╔══

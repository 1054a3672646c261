//! JSON persistence for error records, progress history and question files.
//!
//! Every file is a single JSON array. Reads take a shared lock and never
//! fail: a missing file is empty, a corrupt file is logged and treated as
//! empty, and malformed entries inside an otherwise valid array are skipped.
//! Writes rewrite the whole file through a locked temp file and an atomic
//! rename. Entries that could not be parsed are written back untouched.

use crate::{ErrorRecord, Error, QuestionRecord, Result, SessionStats};
use fs2::FileExt;
use serde::de::DeserializeOwned;
use serde::{Deserialize, Serialize};
use std::fs::File;
use std::io::{Read, Write};
use std::path::{Path, PathBuf};
use tempfile::NamedTempFile;

const ERRORS_FILE: &str = "errors.json";
const PROGRESS_FILE: &str = "progress.json";
const LOCAL_QUESTIONS_FILE: &str = "local_questions.json";
const LEVELS_DIR: &str = "levels";

/// Gateway to everything parla keeps on disk under one data directory
#[derive(Clone, Debug)]
pub struct Store {
    data_dir: PathBuf,
}

/// Counts reported by [`Store::clean_errors`]
///
/// `before` and `after` count readable records. Unreadable entries are
/// never removed and are counted in `unreadable`.
#[derive(Clone, Copy, Debug, PartialEq, Eq)]
pub struct CleanReport {
    pub before: usize,
    pub after: usize,
    pub unreadable: usize,
}

/// One element of a stored array
#[derive(Debug, Serialize)]
#[serde(untagged)]
enum Entry<T> {
    Parsed(T),
    /// Kept verbatim so rewrites do not lose it
    Unparsed(serde_json::Value),
}

impl<T> Entry<T> {
    fn parsed(&self) -> Option<&T> {
        match self {
            Entry::Parsed(item) => Some(item),
            Entry::Unparsed(_) => None,
        }
    }
}

fn parsed_count<T>(entries: &[Entry<T>]) -> usize {
    entries.iter().filter(|e| e.parsed().is_some()).count()
}

impl Store {
    pub fn new(data_dir: impl Into<PathBuf>) -> Self {
        Self {
            data_dir: data_dir.into(),
        }
    }

    pub fn data_dir(&self) -> &Path {
        &self.data_dir
    }

    pub fn errors_path(&self) -> PathBuf {
        self.data_dir.join(ERRORS_FILE)
    }

    pub fn progress_path(&self) -> PathBuf {
        self.data_dir.join(PROGRESS_FILE)
    }

    pub fn local_questions_path(&self) -> PathBuf {
        self.data_dir.join(LOCAL_QUESTIONS_FILE)
    }

    pub fn levels_dir(&self) -> PathBuf {
        self.data_dir.join(LEVELS_DIR)
    }

    // ------------------------------------------------------------------------
    // Error list
    // ------------------------------------------------------------------------

    /// Load the persisted error list (empty on a missing or corrupt file)
    pub fn load_errors(&self) -> Vec<ErrorRecord> {
        read_json_list(&self.errors_path())
    }

    /// Replace the record with the same question text, or append it
    pub fn upsert_error(&self, record: &ErrorRecord) -> Result<()> {
        let path = self.errors_path();
        let mut errors = read_entries::<ErrorRecord>(&path);

        let existing = errors.iter_mut().find_map(|entry| match entry {
            Entry::Parsed(e) if e.question == record.question => Some(e),
            _ => None,
        });
        match existing {
            Some(existing) => *existing = record.clone(),
            None => errors.push(Entry::Parsed(record.clone())),
        }

        write_json_list(&path, &errors)?;
        tracing::debug!("Stored error record for {:?}", record.headline());
        Ok(())
    }

    /// Remove the record for `question`. Returns whether one was removed.
    pub fn remove_error(&self, question: &str) -> Result<bool> {
        let path = self.errors_path();
        let mut errors = read_entries::<ErrorRecord>(&path);
        let before = errors.len();
        errors.retain(|entry| entry.parsed().map_or(true, |e| e.question != question));

        if errors.len() == before {
            return Ok(false);
        }

        write_json_list(&path, &errors)?;
        tracing::debug!("Removed error record for {:?}", question);
        Ok(true)
    }

    /// Drop error records whose explanation contains any of `markers`.
    ///
    /// Returns `None` when there is no error file.
    pub fn clean_errors(&self, markers: &[&str]) -> Result<Option<CleanReport>> {
        let path = self.errors_path();
        if !path.exists() {
            return Ok(None);
        }

        let mut errors = read_entries::<ErrorRecord>(&path);
        let before = parsed_count(&errors);
        errors.retain(|entry| {
            entry
                .parsed()
                .map_or(true, |e| !markers.iter().any(|m| e.explanation.contains(m)))
        });
        let after = parsed_count(&errors);
        let unreadable = errors.len() - after;

        write_json_list(&path, &errors)?;
        tracing::info!("Cleaned error list: {} -> {} entries", before, after);
        Ok(Some(CleanReport {
            before,
            after,
            unreadable,
        }))
    }

    // ------------------------------------------------------------------------
    // Progress history
    // ------------------------------------------------------------------------

    pub fn load_progress(&self) -> Vec<SessionStats> {
        read_json_list(&self.progress_path())
    }

    /// Append one session summary to the history
    pub fn append_progress(&self, stats: &SessionStats) -> Result<()> {
        let path = self.progress_path();
        let mut history = read_entries::<SessionStats>(&path);
        history.push(Entry::Parsed(stats.clone()));
        write_json_list(&path, &history)?;
        tracing::debug!("Appended session stats ({} entries)", history.len());
        Ok(())
    }

    // ------------------------------------------------------------------------
    // Question files (read-only)
    // ------------------------------------------------------------------------

    /// Fallback pool used when the remote provider keeps failing
    pub fn load_local_questions(&self) -> Vec<QuestionRecord> {
        read_json_list(&self.local_questions_path())
    }

    /// Questions from `levels/<name>`; empty when missing or unreadable
    pub fn load_level_questions(&self, name: &str) -> Vec<QuestionRecord> {
        if name.is_empty() || name.contains(&['/', '\\'][..]) || name.contains("..") {
            tracing::warn!("Refusing to load level file {:?}", name);
            return Vec::new();
        }
        read_json_list(&self.levels_dir().join(name))
    }
}

/// Read a JSON array leniently, dropping entries that do not parse
fn read_json_list<T: DeserializeOwned>(path: &Path) -> Vec<T> {
    read_entries(path)
        .into_iter()
        .filter_map(|entry| match entry {
            Entry::Parsed(item) => Some(item),
            Entry::Unparsed(_) => None,
        })
        .collect()
}

/// Read a JSON array, keeping entries that do not parse as raw values
fn read_entries<T: DeserializeOwned>(path: &Path) -> Vec<Entry<T>> {
    if !path.exists() {
        tracing::debug!("No file at {:?}, treating as empty", path);
        return Vec::new();
    }

    let contents = match read_locked(path) {
        Ok(contents) => contents,
        Err(e) => {
            tracing::warn!("Failed to read {:?}: {}. Treating as empty.", path, e);
            return Vec::new();
        }
    };

    let values = match serde_json::from_str::<Vec<serde_json::Value>>(&contents) {
        Ok(values) => values,
        Err(e) => {
            tracing::warn!("Failed to parse {:?}: {}. Treating as empty.", path, e);
            return Vec::new();
        }
    };

    let entries: Vec<Entry<T>> = values
        .into_iter()
        .enumerate()
        .map(|(idx, value)| match T::deserialize(&value) {
            Ok(item) => Entry::Parsed(item),
            Err(e) => {
                tracing::warn!("Unreadable entry {} in {:?}: {}", idx, path, e);
                Entry::Unparsed(value)
            }
        })
        .collect();

    tracing::debug!(
        "Loaded {}/{} entries from {:?}",
        parsed_count(&entries),
        entries.len(),
        path
    );
    entries
}

fn read_locked(path: &Path) -> Result<String> {
    let file = File::open(path)?;
    file.lock_shared()?;

    let mut contents = String::new();
    std::io::BufReader::new(&file).read_to_string(&mut contents)?;
    file.unlock()?;

    Ok(contents)
}

/// Atomically replace `path` with `items` as a pretty-printed JSON array
fn write_json_list<T: Serialize>(path: &Path, items: &[T]) -> Result<()> {
    let parent = path.parent().ok_or_else(|| {
        Error::Other(format!("{} has no parent directory", path.display()))
    })?;
    std::fs::create_dir_all(parent)?;

    let temp = NamedTempFile::new_in(parent)?;
    temp.as_file().lock_exclusive()?;

    {
        let mut writer = std::io::BufWriter::new(temp.as_file());
        serde_json::to_writer_pretty(&mut writer, items)?;
        writer.flush()?;
    }

    temp.as_file().sync_all()?;
    temp.as_file().unlock()?;

    temp.persist(path).map_err(|e| Error::Io(e.error))?;
    Ok(())
}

╚══

▶ **PROBLEM TO WORK ON**
Copy exactly the lines that run from the one with "temp.as_file().sync_all()?;" to the last line of the material, including both.

▶ **TASK RESPONSE**
    temp.as_file().sync_all()?;
    temp.as_file().unlock()?;

    temp.persist(path).map_err(|e| Error::Io(e.error))?;
    Ok(())
}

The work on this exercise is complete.